> _Task_:
The response should hold each line from the entries below where "created" is found.

──────────

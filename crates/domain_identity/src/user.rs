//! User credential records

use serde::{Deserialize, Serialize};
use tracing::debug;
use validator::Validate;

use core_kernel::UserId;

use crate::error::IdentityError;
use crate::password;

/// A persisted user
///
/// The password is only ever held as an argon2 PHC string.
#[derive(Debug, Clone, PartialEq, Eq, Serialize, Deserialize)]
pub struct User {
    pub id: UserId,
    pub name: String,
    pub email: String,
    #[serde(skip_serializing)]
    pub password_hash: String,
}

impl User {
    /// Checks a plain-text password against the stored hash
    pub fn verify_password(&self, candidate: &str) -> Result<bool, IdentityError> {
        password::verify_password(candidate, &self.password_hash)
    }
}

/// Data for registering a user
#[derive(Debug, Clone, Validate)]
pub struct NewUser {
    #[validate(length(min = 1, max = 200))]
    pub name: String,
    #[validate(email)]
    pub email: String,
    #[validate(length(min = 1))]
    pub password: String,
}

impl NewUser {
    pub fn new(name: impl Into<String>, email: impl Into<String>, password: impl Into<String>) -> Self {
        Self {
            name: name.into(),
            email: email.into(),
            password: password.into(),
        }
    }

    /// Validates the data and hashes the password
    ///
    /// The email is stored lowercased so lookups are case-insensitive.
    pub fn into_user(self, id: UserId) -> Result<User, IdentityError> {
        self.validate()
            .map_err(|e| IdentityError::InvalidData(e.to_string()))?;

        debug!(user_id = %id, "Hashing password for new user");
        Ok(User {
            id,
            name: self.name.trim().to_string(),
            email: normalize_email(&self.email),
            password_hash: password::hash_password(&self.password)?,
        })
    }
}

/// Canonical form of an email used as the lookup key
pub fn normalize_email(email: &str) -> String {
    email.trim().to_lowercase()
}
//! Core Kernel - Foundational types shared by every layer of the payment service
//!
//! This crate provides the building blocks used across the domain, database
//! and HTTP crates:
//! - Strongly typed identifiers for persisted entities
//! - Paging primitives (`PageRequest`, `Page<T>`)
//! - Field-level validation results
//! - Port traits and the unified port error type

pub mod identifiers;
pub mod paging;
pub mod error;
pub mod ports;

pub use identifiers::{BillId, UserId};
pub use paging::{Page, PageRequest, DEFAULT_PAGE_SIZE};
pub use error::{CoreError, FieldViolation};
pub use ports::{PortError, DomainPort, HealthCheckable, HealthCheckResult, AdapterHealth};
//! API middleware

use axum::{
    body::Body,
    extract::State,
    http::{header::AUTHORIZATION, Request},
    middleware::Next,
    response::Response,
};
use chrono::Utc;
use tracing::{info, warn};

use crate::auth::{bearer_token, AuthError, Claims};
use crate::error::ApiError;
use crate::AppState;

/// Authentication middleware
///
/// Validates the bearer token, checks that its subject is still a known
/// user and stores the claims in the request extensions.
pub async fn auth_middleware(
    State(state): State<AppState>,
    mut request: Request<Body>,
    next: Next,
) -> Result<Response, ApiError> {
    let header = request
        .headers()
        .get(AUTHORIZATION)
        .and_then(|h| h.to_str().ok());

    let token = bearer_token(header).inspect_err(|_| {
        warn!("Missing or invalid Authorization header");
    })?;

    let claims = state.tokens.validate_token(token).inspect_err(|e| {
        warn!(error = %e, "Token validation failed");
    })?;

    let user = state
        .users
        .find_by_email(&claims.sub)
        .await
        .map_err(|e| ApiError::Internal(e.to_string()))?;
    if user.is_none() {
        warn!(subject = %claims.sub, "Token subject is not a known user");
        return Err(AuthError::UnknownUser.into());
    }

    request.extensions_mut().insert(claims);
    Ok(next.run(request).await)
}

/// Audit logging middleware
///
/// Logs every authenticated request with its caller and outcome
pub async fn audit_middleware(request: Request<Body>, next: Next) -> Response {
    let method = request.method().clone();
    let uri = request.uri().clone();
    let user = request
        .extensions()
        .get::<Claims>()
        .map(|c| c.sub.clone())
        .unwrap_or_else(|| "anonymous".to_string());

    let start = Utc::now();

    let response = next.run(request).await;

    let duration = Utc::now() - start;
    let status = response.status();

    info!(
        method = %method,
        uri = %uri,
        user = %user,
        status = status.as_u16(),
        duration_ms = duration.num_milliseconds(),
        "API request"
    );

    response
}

──────────

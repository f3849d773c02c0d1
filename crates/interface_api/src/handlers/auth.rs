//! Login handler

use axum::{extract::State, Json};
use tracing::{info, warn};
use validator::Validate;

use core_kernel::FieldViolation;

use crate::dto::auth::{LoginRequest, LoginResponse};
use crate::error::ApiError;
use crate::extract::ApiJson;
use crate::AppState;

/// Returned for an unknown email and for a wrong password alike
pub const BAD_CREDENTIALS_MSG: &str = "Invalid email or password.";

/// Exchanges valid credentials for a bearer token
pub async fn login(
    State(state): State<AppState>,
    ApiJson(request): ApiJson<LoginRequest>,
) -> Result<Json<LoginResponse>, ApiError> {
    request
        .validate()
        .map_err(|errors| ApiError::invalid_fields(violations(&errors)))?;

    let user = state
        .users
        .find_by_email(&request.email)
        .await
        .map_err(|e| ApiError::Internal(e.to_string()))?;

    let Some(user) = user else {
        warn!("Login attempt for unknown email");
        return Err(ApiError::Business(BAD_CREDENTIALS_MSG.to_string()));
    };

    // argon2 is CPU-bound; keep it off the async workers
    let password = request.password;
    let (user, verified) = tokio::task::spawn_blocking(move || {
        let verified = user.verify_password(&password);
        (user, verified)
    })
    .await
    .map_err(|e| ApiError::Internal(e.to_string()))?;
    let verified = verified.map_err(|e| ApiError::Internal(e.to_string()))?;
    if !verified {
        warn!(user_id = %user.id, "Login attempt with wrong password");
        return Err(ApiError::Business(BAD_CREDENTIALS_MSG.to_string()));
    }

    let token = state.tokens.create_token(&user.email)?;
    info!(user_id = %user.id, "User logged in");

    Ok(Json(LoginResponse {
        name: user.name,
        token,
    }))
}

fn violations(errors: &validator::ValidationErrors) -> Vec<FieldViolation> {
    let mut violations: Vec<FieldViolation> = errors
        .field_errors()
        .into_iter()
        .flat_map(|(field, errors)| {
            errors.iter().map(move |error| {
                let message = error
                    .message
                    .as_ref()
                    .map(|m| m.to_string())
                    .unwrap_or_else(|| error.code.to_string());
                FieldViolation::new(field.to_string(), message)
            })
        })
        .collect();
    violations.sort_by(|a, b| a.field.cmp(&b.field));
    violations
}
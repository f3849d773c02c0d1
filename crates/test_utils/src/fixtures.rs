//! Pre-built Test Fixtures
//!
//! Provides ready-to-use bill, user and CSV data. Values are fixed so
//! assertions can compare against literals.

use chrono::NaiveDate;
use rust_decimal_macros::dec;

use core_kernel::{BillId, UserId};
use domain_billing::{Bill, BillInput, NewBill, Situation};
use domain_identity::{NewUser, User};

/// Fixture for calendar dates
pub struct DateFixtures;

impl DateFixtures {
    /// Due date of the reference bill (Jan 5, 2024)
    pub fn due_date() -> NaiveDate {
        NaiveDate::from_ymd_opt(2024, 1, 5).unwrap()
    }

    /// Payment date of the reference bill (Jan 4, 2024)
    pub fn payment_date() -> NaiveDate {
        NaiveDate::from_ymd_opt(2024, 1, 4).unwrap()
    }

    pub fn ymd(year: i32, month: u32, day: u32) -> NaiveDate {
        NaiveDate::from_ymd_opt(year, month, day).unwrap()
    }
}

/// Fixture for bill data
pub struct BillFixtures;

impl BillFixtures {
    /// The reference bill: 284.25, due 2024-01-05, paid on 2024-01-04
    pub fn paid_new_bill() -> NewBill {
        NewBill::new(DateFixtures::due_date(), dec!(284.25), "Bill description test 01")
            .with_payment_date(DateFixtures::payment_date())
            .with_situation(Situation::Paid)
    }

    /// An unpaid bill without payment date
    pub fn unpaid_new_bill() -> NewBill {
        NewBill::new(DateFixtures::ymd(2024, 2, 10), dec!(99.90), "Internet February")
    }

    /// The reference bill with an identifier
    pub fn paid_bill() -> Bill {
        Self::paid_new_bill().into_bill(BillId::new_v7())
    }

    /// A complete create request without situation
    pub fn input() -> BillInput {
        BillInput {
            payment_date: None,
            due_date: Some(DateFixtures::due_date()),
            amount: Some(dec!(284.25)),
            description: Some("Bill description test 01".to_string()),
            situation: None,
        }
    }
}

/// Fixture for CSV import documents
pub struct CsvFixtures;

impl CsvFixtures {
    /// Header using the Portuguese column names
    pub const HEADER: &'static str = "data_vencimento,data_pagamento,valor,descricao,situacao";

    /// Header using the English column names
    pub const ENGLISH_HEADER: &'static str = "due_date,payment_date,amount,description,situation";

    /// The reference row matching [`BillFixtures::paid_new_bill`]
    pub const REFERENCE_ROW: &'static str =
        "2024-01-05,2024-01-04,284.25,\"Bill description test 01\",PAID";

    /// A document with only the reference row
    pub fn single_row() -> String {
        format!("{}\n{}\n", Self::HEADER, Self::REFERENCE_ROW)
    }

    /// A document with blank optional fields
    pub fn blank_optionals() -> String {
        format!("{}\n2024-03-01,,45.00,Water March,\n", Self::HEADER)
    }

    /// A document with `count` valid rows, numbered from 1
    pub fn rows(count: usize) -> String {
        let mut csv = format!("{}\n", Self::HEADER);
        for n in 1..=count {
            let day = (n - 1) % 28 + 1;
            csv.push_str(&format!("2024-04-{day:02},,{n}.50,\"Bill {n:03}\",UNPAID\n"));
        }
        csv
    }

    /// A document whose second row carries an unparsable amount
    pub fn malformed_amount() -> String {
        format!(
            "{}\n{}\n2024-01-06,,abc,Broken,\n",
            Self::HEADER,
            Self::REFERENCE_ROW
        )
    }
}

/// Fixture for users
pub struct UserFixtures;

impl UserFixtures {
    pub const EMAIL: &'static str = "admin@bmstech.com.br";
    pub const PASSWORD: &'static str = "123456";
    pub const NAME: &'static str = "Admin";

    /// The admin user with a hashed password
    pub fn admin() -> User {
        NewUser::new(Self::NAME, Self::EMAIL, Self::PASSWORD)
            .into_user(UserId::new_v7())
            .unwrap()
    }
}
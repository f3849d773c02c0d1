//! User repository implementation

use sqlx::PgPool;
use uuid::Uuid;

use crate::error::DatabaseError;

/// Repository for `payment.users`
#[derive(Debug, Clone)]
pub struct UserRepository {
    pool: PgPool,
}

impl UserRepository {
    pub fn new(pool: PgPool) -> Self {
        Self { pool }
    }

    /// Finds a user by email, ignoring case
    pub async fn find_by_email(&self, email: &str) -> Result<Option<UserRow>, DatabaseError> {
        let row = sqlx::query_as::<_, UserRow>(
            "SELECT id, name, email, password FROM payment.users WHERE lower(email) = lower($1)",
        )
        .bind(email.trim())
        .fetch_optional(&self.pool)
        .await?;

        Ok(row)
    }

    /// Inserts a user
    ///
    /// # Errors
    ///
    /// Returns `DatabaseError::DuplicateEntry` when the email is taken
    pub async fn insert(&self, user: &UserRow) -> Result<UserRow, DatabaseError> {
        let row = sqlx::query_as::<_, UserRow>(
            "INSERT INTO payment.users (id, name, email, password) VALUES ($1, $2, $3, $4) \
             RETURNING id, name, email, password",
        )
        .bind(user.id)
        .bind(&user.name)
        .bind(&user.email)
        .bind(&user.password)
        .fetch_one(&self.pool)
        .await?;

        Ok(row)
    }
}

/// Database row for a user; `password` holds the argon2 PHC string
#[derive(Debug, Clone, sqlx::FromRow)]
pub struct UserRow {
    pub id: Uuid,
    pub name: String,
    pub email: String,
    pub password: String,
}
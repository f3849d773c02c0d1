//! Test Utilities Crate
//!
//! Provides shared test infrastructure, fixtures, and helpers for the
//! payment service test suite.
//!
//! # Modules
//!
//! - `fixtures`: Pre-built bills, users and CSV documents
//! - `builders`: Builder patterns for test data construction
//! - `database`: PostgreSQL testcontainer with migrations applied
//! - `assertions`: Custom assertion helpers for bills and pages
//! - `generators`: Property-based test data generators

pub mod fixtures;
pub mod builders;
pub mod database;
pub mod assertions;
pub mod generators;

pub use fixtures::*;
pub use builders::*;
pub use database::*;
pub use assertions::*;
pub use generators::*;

──────────

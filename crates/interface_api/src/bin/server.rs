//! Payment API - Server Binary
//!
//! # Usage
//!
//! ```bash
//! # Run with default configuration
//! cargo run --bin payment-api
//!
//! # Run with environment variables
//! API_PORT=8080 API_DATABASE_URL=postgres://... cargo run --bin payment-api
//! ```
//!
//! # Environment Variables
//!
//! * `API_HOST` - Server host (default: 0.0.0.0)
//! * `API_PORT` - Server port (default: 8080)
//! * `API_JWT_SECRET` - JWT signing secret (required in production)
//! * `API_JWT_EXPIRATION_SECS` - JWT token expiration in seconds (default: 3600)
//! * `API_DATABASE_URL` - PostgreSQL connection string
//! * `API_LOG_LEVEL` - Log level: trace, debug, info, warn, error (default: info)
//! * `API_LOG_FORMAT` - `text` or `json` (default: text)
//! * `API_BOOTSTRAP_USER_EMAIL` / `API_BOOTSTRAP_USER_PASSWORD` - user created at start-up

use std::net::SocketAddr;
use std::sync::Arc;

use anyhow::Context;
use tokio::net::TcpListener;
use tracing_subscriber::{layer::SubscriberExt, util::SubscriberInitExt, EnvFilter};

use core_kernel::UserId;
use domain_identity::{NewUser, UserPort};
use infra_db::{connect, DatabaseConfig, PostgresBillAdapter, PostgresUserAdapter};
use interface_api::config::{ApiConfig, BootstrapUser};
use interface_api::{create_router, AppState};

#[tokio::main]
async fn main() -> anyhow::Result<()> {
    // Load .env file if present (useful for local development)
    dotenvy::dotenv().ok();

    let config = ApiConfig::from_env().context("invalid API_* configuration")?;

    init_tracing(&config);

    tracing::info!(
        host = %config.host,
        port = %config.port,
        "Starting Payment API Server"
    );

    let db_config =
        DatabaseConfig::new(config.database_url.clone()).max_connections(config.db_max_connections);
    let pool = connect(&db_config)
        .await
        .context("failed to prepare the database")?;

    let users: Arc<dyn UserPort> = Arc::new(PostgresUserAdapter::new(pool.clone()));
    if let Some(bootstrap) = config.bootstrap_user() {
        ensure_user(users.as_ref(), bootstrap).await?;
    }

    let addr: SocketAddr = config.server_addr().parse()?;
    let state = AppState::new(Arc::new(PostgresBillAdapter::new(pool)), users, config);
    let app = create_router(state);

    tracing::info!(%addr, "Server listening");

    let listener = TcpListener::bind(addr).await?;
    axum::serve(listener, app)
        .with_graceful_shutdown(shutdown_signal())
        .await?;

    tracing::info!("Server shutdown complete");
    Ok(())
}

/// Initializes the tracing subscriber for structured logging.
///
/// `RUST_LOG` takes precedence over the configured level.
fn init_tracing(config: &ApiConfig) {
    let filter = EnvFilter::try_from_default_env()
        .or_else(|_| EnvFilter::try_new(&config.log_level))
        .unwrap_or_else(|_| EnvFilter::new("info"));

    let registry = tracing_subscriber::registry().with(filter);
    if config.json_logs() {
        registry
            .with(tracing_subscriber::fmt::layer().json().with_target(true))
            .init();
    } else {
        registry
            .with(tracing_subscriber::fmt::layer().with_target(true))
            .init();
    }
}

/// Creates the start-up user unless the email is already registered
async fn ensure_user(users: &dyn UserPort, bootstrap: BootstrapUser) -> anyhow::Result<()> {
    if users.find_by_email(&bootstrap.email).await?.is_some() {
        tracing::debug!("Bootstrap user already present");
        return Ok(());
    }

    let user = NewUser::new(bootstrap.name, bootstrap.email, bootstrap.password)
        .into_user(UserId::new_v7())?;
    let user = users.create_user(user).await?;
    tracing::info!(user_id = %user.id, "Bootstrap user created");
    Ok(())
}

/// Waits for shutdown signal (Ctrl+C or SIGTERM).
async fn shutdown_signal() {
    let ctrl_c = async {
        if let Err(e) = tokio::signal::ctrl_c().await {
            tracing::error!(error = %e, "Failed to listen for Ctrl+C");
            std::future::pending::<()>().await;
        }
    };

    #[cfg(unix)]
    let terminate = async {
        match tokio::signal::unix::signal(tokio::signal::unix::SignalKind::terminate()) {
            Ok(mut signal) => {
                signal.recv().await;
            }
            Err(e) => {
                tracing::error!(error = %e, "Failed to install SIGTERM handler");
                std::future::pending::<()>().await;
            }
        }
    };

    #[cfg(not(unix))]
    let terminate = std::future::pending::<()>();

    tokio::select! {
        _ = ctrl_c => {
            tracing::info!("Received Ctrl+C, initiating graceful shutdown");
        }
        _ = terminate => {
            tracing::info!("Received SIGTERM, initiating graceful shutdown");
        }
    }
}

──────────

> _Result of the exercise_:
//! * `API_BOOTSTRAP_USER_EMAIL` / `API_BOOTSTRAP_USER_PASSWORD` - user created at start-up
    tracing::info!(user_id = %user.id, "Bootstrap user created");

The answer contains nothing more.